Was getting that picture worth it?

The pursuit of social media stardom

The iconic “jump photo” involves tucking your knees behind you. ©Steve Corey, flickr

Lately, incidents such as this one in Yosemite National Park are becoming more common. Just last year, according to an Outside Magazine article published online on February 24, 2014, a motocross rider fitted a three-foot, pole extension onto his helmet so that he could attach a GoPro camera to it. What the motocross rider didn’t take into account is that mounting a camera on your head can change your center of gravity and throw off your balance. Unfortunately, the rider lost control, hit a tree and wrenched his neck.

Outside Magazine also reports that in another accident, an Australian BASE jumper leaped from a ledge in Moab, Utah, did a flip and released his parachute bridle. He fell to his death when a line wrapped around the chest-cam he was wearing.

It’s telling that all three of these recent accidents happened while people were filming their adventure exploits, with the main purpose of creating a post on websites, such as Facebook, Instagram and YouTube. That’s causing some to wonder: would people be taking the same risks if their activities weren’t being filmed for social media, with the hope of immediate stardom in the offing?

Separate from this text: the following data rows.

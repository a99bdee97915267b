//! Shared helpers for turning idiosyncratic upstream payloads into the
//! canonical result shape.

use serde_json::Value;

use snaplink_core::ResolveError;

/// Extract the JSON object a page embeds after a marker token, e.g.
/// `window._ROUTER_DATA = {...};`. The object is located by finding the
/// first `{` after the marker and balancing braces from there, with string
/// literals and escapes respected, so trailing script text does not confuse
/// the boundary.
pub fn embedded_json(html: &str, marker: &str) -> Result<Value, ResolveError> {
    let marker_at = html
        .find(marker)
        .ok_or_else(|| ResolveError::parse(format!("marker {marker:?} not found in page")))?;
    let after = &html[marker_at + marker.len()..];
    let open = after
        .find('{')
        .ok_or_else(|| ResolveError::parse(format!("no JSON object after marker {marker:?}")))?;
    let candidate = &after[open..];

    let mut depth = 0usize;
    let mut in_string = false;
    let mut escaped = false;
    for (at, ch) in candidate.char_indices() {
        if in_string {
            if escaped {
                escaped = false;
            } else if ch == '\\' {
                escaped = true;
            } else if ch == '"' {
                in_string = false;
            }
            continue;
        }
        match ch {
            '"' => in_string = true,
            '{' => depth += 1,
            '}' => {
                depth -= 1;
                if depth == 0 {
                    let body = &candidate[..at + ch.len_utf8()];
                    return serde_json::from_str(body).map_err(|err| {
                        ResolveError::parse(format!("embedded JSON failed to parse: {err}"))
                    });
                }
            }
            _ => {}
        }
    }
    Err(ResolveError::parse(format!(
        "unterminated JSON object after marker {marker:?}"
    )))
}

/// Some upstreams double-escape ampersands in otherwise-JSON bodies.
pub fn unescape_ampersands(text: &str) -> String {
    text.replace("\\u0026", "&")
}

/// Redirect URLs arrive with stray backslash escaping; strip it.
pub(crate) fn clean_redirect_url(url: &str) -> String {
    url.replace('\\', "")
}

/// Numeric field that upstreams serve interchangeably as a number or a
/// numeric string; anything else counts as zero.
pub(crate) fn json_int(value: &Value, key: &str) -> i64 {
    match value.get(key) {
        Some(Value::Number(number)) => number.as_i64().unwrap_or(0),
        Some(Value::String(text)) => text.trim().parse().unwrap_or(0),
        _ => 0,
    }
}

pub(crate) fn json_str<'a>(value: &'a Value, key: &str) -> Option<&'a str> {
    value.get(key).and_then(Value::as_str)
}

/// Parse a `mm:ss` label into seconds; unparseable labels count as zero.
pub(crate) fn parse_clock_duration(text: &str) -> u64 {
    let mut parts = text.trim().splitn(2, ':');
    match (
        parts.next().and_then(|m| m.parse::<u64>().ok()),
        parts.next().and_then(|s| s.parse::<u64>().ok()),
    ) {
        (Some(minutes), Some(seconds)) => minutes * 60 + seconds,
        _ => 0,
    }
}

#[cfg(test)]
mod tests {
    use super::*;

    #[test]
    fn embedded_json_balances_braces_inside_strings() {
        let html = r#"<script>window._ROUTER_DATA = {"a": "brace } in string", "b": {"c": 1}};</script>"#;
        let value = embedded_json(html, "window._ROUTER_DATA").unwrap();
        assert_eq!(value["b"]["c"], 1);
    }

    #[test]
    fn embedded_json_requires_the_marker() {
        let err = embedded_json("<html></html>", "window._ROUTER_DATA").unwrap_err();
        assert_eq!(err.kind, snaplink_core::ErrorKind::Parse);
    }

    #[test]
    fn embedded_json_rejects_unterminated_objects() {
        let err = embedded_json("data = {\"a\": 1", "data").unwrap_err();
        assert_eq!(err.kind, snaplink_core::ErrorKind::Parse);
    }

    #[test]
    fn clock_duration_parses_minutes_and_seconds() {
        assert_eq!(parse_clock_duration("3:25"), 205);
        assert_eq!(parse_clock_duration(" 0:07 "), 7);
        assert_eq!(parse_clock_duration("not a clock"), 0);
    }
}
//! Snaplink core: provider registry, source-URL extraction and the canonical
//! result model. Pure and side-effect free; all I/O lives in the engine crate.
mod error;
mod extract;
mod provider;
mod result;

pub use error::{ErrorKind, ResolveError};
pub use extract::{extract_for, extract_source, SourceUrl};
pub use provider::{
    registry, spec_for, ProtocolShape, ProviderId, ProviderSpec, DEFAULT_USER_AGENT,
};
pub use result::{
    format_note, FormatVariant, MediaData, MediaResult, ResolveStatus, BEST_QUALITY_MARKER,
};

The quest for online notoriety

It seems that not only are more dangerous adventures being attempted, but more disrespectful ones, as well.

Last fall, a series of photos that appeared on the Internet blog Modern Hiker pictured numerous instances of graffiti vandalism in eight national parks: Yosemite, Death Valley and Joshua Tree in California; Colorado National Monument and Rocky Mountain National Park in Colorado; Crater Lake in Oregon; and Canyonlands and Zion in Utah. The National Park Service (NPS) says it is one of the most widespread acts of serial vandalism ever documented in the National Park System.

The perpetrator, Casey Nocket of New York, was identified when Modern Hiker reported to the NPS that the photos were gathered from screen shots taken from Nocket’s Instagram and Tumblr accounts.

Would Nocket still have felt compelled to deface public wild lands if she weren’t active on social media? It’s hard to say, but the fact that she publicly posted photos of her actions means that social media did play a part.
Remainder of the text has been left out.